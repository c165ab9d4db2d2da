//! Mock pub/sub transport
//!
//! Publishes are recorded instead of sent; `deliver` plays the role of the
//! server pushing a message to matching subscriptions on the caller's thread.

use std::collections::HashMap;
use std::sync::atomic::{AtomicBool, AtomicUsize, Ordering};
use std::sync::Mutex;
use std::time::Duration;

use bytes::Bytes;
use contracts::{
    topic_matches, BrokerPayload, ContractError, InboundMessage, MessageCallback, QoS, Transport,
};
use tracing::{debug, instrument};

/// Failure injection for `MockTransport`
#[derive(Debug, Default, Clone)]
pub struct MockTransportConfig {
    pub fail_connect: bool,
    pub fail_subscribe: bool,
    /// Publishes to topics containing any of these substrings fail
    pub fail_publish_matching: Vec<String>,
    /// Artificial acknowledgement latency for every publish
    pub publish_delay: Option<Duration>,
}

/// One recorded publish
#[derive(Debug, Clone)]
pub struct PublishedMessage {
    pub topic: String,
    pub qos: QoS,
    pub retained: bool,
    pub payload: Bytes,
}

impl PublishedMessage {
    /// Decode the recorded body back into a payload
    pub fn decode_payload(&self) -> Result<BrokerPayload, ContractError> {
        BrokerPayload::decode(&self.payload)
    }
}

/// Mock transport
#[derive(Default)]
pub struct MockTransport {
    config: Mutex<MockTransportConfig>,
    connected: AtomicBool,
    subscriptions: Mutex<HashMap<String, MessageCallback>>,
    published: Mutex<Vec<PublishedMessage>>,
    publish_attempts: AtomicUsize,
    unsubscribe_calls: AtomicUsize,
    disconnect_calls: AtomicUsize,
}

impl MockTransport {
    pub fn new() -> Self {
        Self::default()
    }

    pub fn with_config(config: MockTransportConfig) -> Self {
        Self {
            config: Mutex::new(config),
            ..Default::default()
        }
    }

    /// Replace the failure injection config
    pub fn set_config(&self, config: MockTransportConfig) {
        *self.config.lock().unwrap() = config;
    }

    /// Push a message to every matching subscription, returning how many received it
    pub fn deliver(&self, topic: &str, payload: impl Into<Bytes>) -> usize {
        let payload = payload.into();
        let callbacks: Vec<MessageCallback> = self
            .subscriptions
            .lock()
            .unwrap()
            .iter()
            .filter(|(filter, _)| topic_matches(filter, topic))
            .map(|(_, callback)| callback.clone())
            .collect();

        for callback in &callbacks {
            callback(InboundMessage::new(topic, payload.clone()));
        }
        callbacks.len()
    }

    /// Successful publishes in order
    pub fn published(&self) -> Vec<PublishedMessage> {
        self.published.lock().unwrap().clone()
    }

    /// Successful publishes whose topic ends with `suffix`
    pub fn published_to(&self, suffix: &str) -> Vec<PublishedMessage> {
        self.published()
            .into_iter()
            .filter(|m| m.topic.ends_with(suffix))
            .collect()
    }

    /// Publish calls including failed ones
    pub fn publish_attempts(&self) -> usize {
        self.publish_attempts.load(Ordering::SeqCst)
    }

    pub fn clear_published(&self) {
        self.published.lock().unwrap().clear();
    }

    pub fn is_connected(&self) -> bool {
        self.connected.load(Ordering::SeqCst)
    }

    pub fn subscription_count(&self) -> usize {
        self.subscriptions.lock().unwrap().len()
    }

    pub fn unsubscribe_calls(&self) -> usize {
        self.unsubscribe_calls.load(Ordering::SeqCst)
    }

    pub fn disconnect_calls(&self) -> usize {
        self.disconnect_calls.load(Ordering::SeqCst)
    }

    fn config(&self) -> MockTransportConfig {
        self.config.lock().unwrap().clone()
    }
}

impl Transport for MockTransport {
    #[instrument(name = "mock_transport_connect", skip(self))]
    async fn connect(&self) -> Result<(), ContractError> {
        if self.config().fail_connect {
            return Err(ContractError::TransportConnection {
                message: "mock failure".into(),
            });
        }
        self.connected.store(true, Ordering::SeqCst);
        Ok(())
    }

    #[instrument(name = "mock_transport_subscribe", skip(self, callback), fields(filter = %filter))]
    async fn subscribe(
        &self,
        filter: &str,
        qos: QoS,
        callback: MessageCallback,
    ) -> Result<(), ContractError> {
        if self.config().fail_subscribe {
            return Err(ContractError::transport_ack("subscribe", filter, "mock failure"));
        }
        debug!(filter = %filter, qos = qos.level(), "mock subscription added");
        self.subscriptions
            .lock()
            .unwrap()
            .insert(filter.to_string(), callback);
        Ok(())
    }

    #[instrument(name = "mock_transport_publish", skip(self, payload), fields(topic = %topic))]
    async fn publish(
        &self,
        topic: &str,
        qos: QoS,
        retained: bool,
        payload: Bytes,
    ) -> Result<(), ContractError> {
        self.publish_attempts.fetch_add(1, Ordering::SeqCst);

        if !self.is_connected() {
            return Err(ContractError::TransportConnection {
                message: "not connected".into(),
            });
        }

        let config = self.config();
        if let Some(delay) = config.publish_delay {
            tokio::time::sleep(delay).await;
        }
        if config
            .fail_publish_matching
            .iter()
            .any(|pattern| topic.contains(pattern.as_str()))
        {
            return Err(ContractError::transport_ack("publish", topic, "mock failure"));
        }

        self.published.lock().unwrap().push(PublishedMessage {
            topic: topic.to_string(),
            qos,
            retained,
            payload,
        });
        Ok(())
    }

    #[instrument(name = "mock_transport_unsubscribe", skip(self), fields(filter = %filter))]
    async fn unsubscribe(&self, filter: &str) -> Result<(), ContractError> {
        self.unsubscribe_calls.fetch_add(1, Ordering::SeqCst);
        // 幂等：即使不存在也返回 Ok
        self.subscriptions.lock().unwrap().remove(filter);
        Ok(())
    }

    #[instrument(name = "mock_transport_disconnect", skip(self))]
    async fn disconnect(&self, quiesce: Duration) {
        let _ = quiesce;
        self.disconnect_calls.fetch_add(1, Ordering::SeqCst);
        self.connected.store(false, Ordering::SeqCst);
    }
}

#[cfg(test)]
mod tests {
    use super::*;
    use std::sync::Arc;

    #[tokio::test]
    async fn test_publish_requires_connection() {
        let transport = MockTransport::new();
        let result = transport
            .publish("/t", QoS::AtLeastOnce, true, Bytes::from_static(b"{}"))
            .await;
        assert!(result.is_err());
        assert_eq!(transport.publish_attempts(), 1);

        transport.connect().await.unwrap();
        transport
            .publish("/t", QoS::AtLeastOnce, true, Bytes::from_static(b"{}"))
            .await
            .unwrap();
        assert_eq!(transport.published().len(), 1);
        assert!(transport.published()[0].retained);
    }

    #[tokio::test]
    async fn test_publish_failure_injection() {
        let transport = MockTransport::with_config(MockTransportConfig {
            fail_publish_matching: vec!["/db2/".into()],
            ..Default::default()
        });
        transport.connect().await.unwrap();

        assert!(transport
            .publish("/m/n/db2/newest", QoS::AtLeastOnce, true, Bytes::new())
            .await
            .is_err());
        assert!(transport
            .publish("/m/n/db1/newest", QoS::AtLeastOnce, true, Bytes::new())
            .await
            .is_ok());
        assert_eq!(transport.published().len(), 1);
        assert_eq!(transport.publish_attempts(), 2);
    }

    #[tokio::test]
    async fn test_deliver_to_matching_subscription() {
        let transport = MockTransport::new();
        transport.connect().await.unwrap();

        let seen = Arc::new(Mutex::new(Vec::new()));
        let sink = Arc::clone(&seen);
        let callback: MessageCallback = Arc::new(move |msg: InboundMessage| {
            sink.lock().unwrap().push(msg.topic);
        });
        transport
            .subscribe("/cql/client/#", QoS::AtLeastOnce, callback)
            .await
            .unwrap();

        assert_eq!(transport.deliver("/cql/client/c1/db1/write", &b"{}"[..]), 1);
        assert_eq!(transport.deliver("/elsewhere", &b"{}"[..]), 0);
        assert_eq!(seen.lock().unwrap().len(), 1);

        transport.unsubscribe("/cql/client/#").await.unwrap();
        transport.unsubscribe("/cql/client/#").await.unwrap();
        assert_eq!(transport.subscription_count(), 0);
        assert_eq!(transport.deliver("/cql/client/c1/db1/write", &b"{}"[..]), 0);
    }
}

========

Gather all lines of the records that include the word "fields".

EXERCISE SOLUTION:
    #[instrument(name = "mock_transport_subscribe", skip(self, callback), fields(filter = %filter))]
    #[instrument(name = "mock_transport_publish", skip(self, payload), fields(topic = %topic))]
    #[instrument(name = "mock_transport_unsubscribe", skip(self), fields(filter = %filter))]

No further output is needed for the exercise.